Jim Keon, President of the CGPA, discusses how the Canadian generics industry is adapting to the current period of political transition and how it engages in talks with the government and other stakeholders to educate them about the costly and complex process of generic drug production.
Jim, we had the pleasure to meet you in 2013, where you discussed the generics industry’s development in Canada over the last two decades as well as some of the key challenges and opportunities they were facing. How would you characterize the moment Canada is in terms of the generics and healthcare landscape?
“The entire pharmaceutical supply chain has had to adapt over the past five years and it will be the case for the next few years – probably in a more dramatic manner.”

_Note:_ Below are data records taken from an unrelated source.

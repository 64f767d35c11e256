//! CSV tables of catalog rows.

use std::io::{Read, Write};
use std::path::Path;

use crate::error::ReconError;
use crate::model::CatalogRecord;

const BOM: &str = "\u{feff}";

/// Parse a table. The local ID column is required; other known columns may
/// be missing and unknown columns are ignored.
pub fn read_table<R: CatalogRecord>(input: &str) -> Result<Vec<R>, ReconError> {
    let input = input.strip_prefix(BOM).unwrap_or(input);
    let mut reader = csv::ReaderBuilder::new()
        .flexible(true)
        .from_reader(input.as_bytes());

    let headers = reader
        .headers()
        .map_err(|e| ReconError::Csv(format!("header: {e}")))?;
    if !headers.iter().any(|h| h.trim() == R::ID_COLUMN) {
        return Err(ReconError::Csv(format!(
            "missing required column '{}' for {} table",
            R::ID_COLUMN,
            R::KIND
        )));
    }

    let mut rows = Vec::new();
    for (row_idx, result) in reader.deserialize::<R>().enumerate() {
        // +2: 1-based, after the header line
        let row = result.map_err(|e| ReconError::Csv(format!("line {}: {e}", row_idx + 2)))?;
        rows.push(row);
    }
    Ok(rows)
}

pub fn read_table_from<R: CatalogRecord, S: Read>(mut source: S) -> Result<Vec<R>, ReconError> {
    let mut input = String::new();
    source
        .read_to_string(&mut input)
        .map_err(|e| ReconError::Csv(e.to_string()))?;
    read_table(&input)
}

pub fn read_table_path<R: CatalogRecord>(path: &Path) -> Result<Vec<R>, ReconError> {
    let input = std::fs::read_to_string(path)
        .map_err(|e| ReconError::Csv(format!("{}: {e}", path.display())))?;
    read_table(&input)
}

/// Write rows with the full header, even when there are none.
pub fn write_table<R: CatalogRecord, W: Write>(rows: &[R], sink: W) -> Result<(), ReconError> {
    let mut writer = csv::WriterBuilder::new()
        .has_headers(false)
        .terminator(csv::Terminator::Any(b'\n'))
        .from_writer(sink);

    writer
        .write_record(R::COLUMNS)
        .map_err(|e| ReconError::Csv(format!("CSV write error: {e}")))?;
    for row in rows {
        writer
            .serialize(row)
            .map_err(|e| ReconError::Csv(format!("CSV write error: {e}")))?;
    }
    writer
        .flush()
        .map_err(|e| ReconError::Csv(format!("CSV write error: {e}")))
}

pub fn table_to_string<R: CatalogRecord>(rows: &[R]) -> Result<String, ReconError> {
    let mut buf = Vec::new();
    write_table(rows, &mut buf)?;
    String::from_utf8(buf).map_err(|e| ReconError::Csv(e.to_string()))
}

#[cfg(test)]
mod tests {
    use super::*;
    use crate::model::{InstitutionRecord, PersonRecord, SpaceRecord};

    #[test]
    fn reads_empty_cells_as_absent() {
        let input = "\u{feff}person_id,wikidata_id,family_name,given_name,language,note\n\
                     AG0001,,鲁,迅,zh,\n";
        let rows: Vec<PersonRecord> = read_table(input).unwrap();
        assert_eq!(rows.len(), 1);
        assert_eq!(rows[0].local_id.as_deref(), Some("AG0001"));
        assert_eq!(rows[0].external_id, None);
        assert_eq!(rows[0].birth_year, None);
    }

    #[test]
    fn unknown_columns_are_ignored() {
        let input = "inst_id,inst_name,remarks\nIN0001,北京大学,founded as 京师大学堂\n";
        let rows: Vec<InstitutionRecord> = read_table(input).unwrap();
        assert_eq!(rows[0].inst_name.as_deref(), Some("北京大学"));
    }

    #[test]
    fn id_column_is_required() {
        let err = read_table::<SpaceRecord>("space_name,latitude\nX,1\n").unwrap_err();
        assert!(err.to_string().contains("space_id"), "{err}");
    }

    #[test]
    fn header_matches_serialized_fields() {
        let row = PersonRecord {
            local_id: Some("AG0001".into()),
            sex: Some("男".into()),
            ..Default::default()
        };
        let text = table_to_string(&[row.clone()]).unwrap();
        let mut lines = text.lines();
        assert_eq!(lines.next(), Some(PersonRecord::COLUMNS.join(",").as_str()));
        let back: Vec<PersonRecord> = read_table(&text).unwrap();
        assert_eq!(back, vec![row]);
    }

    #[test]
    fn empty_table_still_has_header() {
        let text = table_to_string::<SpaceRecord>(&[]).unwrap();
        assert_eq!(text, format!("{}\n", SpaceRecord::COLUMNS.join(",")));
    }

    #[test]
    fn reads_from_path() {
        let dir = tempfile::tempdir().unwrap();
        let path = dir.path().join("spaces.csv");
        std::fs::write(&path, "space_id,space_name\nSP0001,故宫\n").unwrap();
        let rows: Vec<SpaceRecord> = read_table_path(&path).unwrap();
        assert_eq!(rows[0].space_name.as_deref(), Some("故宫"));
        assert!(read_table_path::<SpaceRecord>(&dir.path().join("missing.csv")).is_err());
    }
}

In terms of the generics space, I think that we are in a transition period. Starting four or five years ago, when the Canadian provinces negotiated collectively through the pan-Canadian Pharmaceutical Alliance (pCPA), they have used their buying power to negotiate lower pricing. The reason why I refer to this period as a transition is because it impacts not only on our manufacturers directly, but also on the entire supply chain. In the generics market, there was a lot of discounting and rebating going on which ultimately impacted on pharmacies as well. It is requiring an alteration of the business model all around.

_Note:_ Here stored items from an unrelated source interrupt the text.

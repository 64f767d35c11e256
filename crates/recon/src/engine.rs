//! Per-row reconciliation state machine.
//!
//! Branches, first match wins:
//!
//! 1. `note` is "skip": untouched, but its IDs are reserved for the whole run.
//! 2. Local ID known to the catalog: the catalog row wins field by field; an
//!    external ID that disagrees with the catalog aborts the run.
//! 3. New row with an external ID: the ID must not be bound to another local
//!    ID; fields are filled from the knowledge base.
//! 4. New row without an external ID: search (names, text, or coordinates);
//!    a hit bound to another local ID aborts the run; otherwise the row gets a
//!    local ID whether or not anything was found.

use serde::Serialize;

use crate::config::ReconConfig;
use crate::error::ReconError;
use crate::evidence::{compute_summary, Diagnostic, RowOutcome, RowReport, RunSummary, Severity};
use crate::geo::{match_place, GeoMatch};
use crate::index::CatalogIndex;
use crate::lookup::{ExternalLookup, LookupError};
use crate::matcher::{select, slate_languages, MatchProfile, Selection, Slate};
use crate::model::{field_list, CatalogRecord, Discovery, EntityKind, ExternalCandidate, Facts, Field, Provenance};
use crate::names::order_names;

pub const NO_MATCH_NOTE: &str = "no match in external knowledge base";

// ---------------------------------------------------------------------------
// Output
// ---------------------------------------------------------------------------

#[derive(Debug, Clone, Serialize)]
pub struct RunMeta {
    pub kind: EntityKind,
    pub editor: String,
    pub stamp_date: String,
    pub catalog_rows: usize,
    pub engine_version: String,
    pub run_at: String,
}

#[derive(Debug, Clone, Serialize)]
pub struct RunReport<R> {
    pub meta: RunMeta,
    pub summary: RunSummary,
    pub reports: Vec<RowReport>,
    pub diagnostics: Vec<Diagnostic>,
    /// Reconciled rows, in input order.
    #[serde(skip)]
    pub rows: Vec<R>,
}

/// Reconcile `rows` against `catalog`. Either every row is processed or the
/// run aborts with the first fatal error.
pub fn run<R, L>(
    config: &ReconConfig,
    catalog: &[R],
    mut rows: Vec<R>,
    lookup: &L,
    provenance: &Provenance,
) -> Result<RunReport<R>, ReconError>
where
    R: CatalogRecord,
    L: ExternalLookup + ?Sized,
{
    let mut reconciler = Reconciler::new(config, catalog, lookup, provenance.clone());
    for row in rows.iter().filter(|r| r.is_skipped()) {
        reconciler.reserve(row);
    }
    let mut reports = Vec::with_capacity(rows.len());

    for (index, row) in rows.iter_mut().enumerate() {
        reports.push(reconciler.reconcile_row(index, row)?);
    }

    Ok(RunReport {
        meta: RunMeta {
            kind: R::KIND,
            editor: provenance.editor.clone(),
            stamp_date: provenance.date.clone(),
            catalog_rows: catalog.len(),
            engine_version: env!("CARGO_PKG_VERSION").to_string(),
            run_at: chrono::Utc::now().to_rfc3339(),
        },
        summary: compute_summary(&reports),
        reports,
        diagnostics: reconciler.into_diagnostics(),
        rows,
    })
}

// ---------------------------------------------------------------------------
// State machine
// ---------------------------------------------------------------------------

/// What a search turned up for a row without an external ID.
enum Found {
    Candidate { candidate: ExternalCandidate, weight: u32 },
    ConfirmedByAddress,
    Nothing,
}

pub struct Reconciler<'a, R, L: ?Sized> {
    config: &'a ReconConfig,
    catalog: &'a [R],
    lookup: &'a L,
    index: CatalogIndex,
    provenance: Provenance,
    diagnostics: Vec<Diagnostic>,
}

We will see more starting in April next year, as we have a one-year bridge agreement between the Canadian provinces. Going forward they are seeking aggressive price reductions. If we had not been able to negotiate a deal with the provinces, we might have had to go through a tendering process, which is undesirable for a number of reasons. What all payers do now is compare prices around the world. Governments have their researchers pull up the pricing out of a tender model in Germany, the Netherlands or New Zealand and then they come to the conclusion that Canadian prices are higher than the average. There is an average price around the world that supports the development internationally that is much higher than a low tender price.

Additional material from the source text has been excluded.